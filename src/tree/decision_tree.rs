//! Defines the decision tree returned by the builder.
use serde::{Serialize, Deserialize};

use std::path::Path;
use std::fs::File;
use std::io::prelude::*;

use crate::sample::Sample;
use super::node::DecisionNode;


/// A grown decision tree.
/// This struct is just a wrapper of [`DecisionNode`];
/// the root is exposed for structural traversal,
/// so export code can read every split's attribute and threshold
/// and every leaf's label.
#[derive(Debug, Clone, PartialEq, Serialize, Deserialize)]
pub struct DecisionTree {
    root: DecisionNode,
}


impl From<DecisionNode> for DecisionTree {
    #[inline]
    fn from(root: DecisionNode) -> Self {
        Self { root }
    }
}


impl DecisionTree {
    /// The root node.
    #[inline]
    pub fn root(&self) -> &DecisionNode {
        &self.root
    }


    /// Predict the label of `sample`.
    /// See [`DecisionNode::predict`].
    #[inline]
    pub fn predict(&self, sample: &Sample) -> bool {
        self.root.predict(sample)
    }


    /// Returns the number of leaves of this tree.
    #[inline]
    pub fn leaves(&self) -> usize {
        self.root.leaves()
    }


    /// Returns the depth of this tree.
    #[inline]
    pub fn depth(&self) -> usize {
        self.root.depth()
    }


    /// Render the tree as Mermaid diagram text.
    /// Paste the output into a Mermaid renderer to visualize the tree.
    pub fn to_mermaid(&self) -> String {
        let mut out = String::from("graph TD\n");

        let info = self.root.mermaid_info(1).0;
        info.into_iter()
            .for_each(|line| out.push_str(&line));

        out
    }


    /// Write the Mermaid diagram text to a file.
    #[inline]
    pub fn write_mermaid<P>(&self, path: P) -> std::io::Result<()>
        where P: AsRef<Path>,
    {
        let mut f = File::create(path)?;
        f.write_all(self.to_mermaid().as_bytes())?;

        Ok(())
    }
}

→ **WHAT YOU SHOULD DO**
Which lines of the listing above hold the word "impl"? Copy each of them.

→ **ANSWER TO THE PROBLEM**
impl From<DecisionNode> for DecisionTree {
impl DecisionTree {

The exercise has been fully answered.